‘Ndrangheta, confiscato patrimonio di 124 milioni agli imprenditori Bagalà

I destinatari del provvedimento richiesto dalla Dda di Reggio sono ritenuti organici alla cosca Piromalli

Carlomagno Jeep Compass Febbraio 2021

Beni per un valore stimato di oltre 124 milioni di euro sono stati confiscati dalla Guardia di finanza di Reggio Calabria, col supporto dello Scico, sotto il coordinamento della Dda reggina a 4 imprenditori ritenuti organici alla cosca Piromalli: Si tratta dei patrimoni riconducibili a Luigi Bagalà, di 74 anni, Francesco Bagalà, (43), Giuseppe Bagalà (63) e Francesco Bagalà, (30).

L’ingente patrimonio confiscato è costituto da 4 società di capitali e relativo patrimonio aziendale, una impresa individuale e relativo patrimonio aziendale, quote societarie relative a 6 società di capitali, 67 fabbricati, 91 terreni, 7 autoveicoli, 20 rapporti bancari/assicurativi, 4 orologi di pregio e denaro contante, per un valore complessivo di oltre 124 milioni di euro.

Il provvedimento conferma quanto già disposto dalla Sezione misure di prevenzione del Tribunale reggino – presieduta da Ornella Pastore – su richiesta del procuratore capo Giovanni Bombardieri, dell’aggiunto Calogero Gaetano Paci e del pm Gianluca Gelso, con cui era stata applicata la misura di prevenzione patrimoniale del sequestro dei beni intestati o riconducibili ai Bagalà.

Gli odierni destinatari del provvedimento di confisca emergono dalle indagini svolte nell’ambito delle operazioni “Ceralacca”, “Cumbertazione”, “Martingala” e “Waterfront” condotte dal Gruppo investigazione criminalità organizzata di Reggio Calabria e dallo Scico.

Inchieste che hanno portato a provvedimenti restrittivi per i reati di associazione per delinquere di tipo mafioso, riciclaggio e autoriciclaggio, associazione a delinquere finalizzata all’emissione di false fatturazioni, associazione per delinquere, finalizzata alla turbata libertà degli incanti, alla frode nelle pubbliche forniture, alla corruzione e al falso ideologico in atti pubblici, tutti aggravati dal metodo mafioso.

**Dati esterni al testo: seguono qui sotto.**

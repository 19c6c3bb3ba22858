//! # CloudFiles
//!
//! The unified API for CloudFiles - per-user file storage with atomic batch
//! ingestion and capability-scoped sessions.
//!
//! ## Overview
//!
//! - **Ingestion**: a batch of files is persisted in one transaction scope;
//!   every file lands or none does
//! - **Queries**: lookups, listings, gallery and checksums, all scoped to
//!   one owner
//! - **Sessions**: the administrator elevates a session once; the signed
//!   cookie authorizes later requests
//!
//! ## Usage
//!
//! ```rust,no_run
//! use std::sync::Arc;
//! use cloudfiles::{FileService, ServiceConfig};
//! use cloudfiles::core::{File, FileMetadata, OwnerId};
//! use cloudfiles::store::SqliteStore;
//!
//! async fn example() {
//!     let store = SqliteStore::open("cloudfiles.db").unwrap();
//!     let service = FileService::new(Arc::new(store), ServiceConfig::default());
//!
//!     let owner = OwnerId::new("alice");
//!     let batch = vec![
//!         File::new(FileMetadata::new("a", "txt"), &b"first"[..]),
//!         File::new(FileMetadata::new("b", "txt"), &b"second"[..]),
//!     ];
//!
//!     // Both files, or neither.
//!     let report = service.add_files(&owner, batch).await.unwrap();
//!     assert_eq!(report.files.len(), 2);
//! }
//! ```
//!
//! ## Re-exports
//!
//! This crate re-exports the component crates for convenience:
//!
//! - `cloudfiles::core` - Files, owners, checksums, validation
//! - `cloudfiles::store` - Repository abstraction, SQLite and memory stores
//! - `cloudfiles::perms` - Sessions, signed cookies and the admin gate

pub mod error;
pub mod pipeline;
pub mod service;

// Re-export component crates
pub use cloudfiles_core as core;
pub use cloudfiles_perms as perms;
pub use cloudfiles_store as store;

// Re-export main types for convenience
pub use error::{CloudError, ErrorKind, Result};
pub use pipeline::{ingest_in_transaction, Deadline, IngestReport, IngestionError, IngestionPipeline};
pub use service::{FileChecksum, FileService, ServiceConfig, DEFAULT_INGEST_TIMEOUT};

// Re-export commonly used types
pub use cloudfiles_core::{Checksum, File, FileInfo, FileMetadata, MetadataPatch, OwnerId};
pub use cloudfiles_perms::{Capability, Session, SessionGate};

Oltre a ingenti sequestri di beni.

A seguito delle inchieste i finanzieri hanno condotto indagini economico-patrimoniali, volte all’individuazione dell’intero patrimonio degli imprenditori e del loro nucleo familiare, al fine di avanzare proposta per l’applicazione di una misura di prevenzione personale e patrimoniale.

A conclusione di tali investigazioni veniva accertata la sussistenza di una significativa sproporzione tra il profilo reddituale e quello patrimoniale del nucleo familiare dei Bagalà.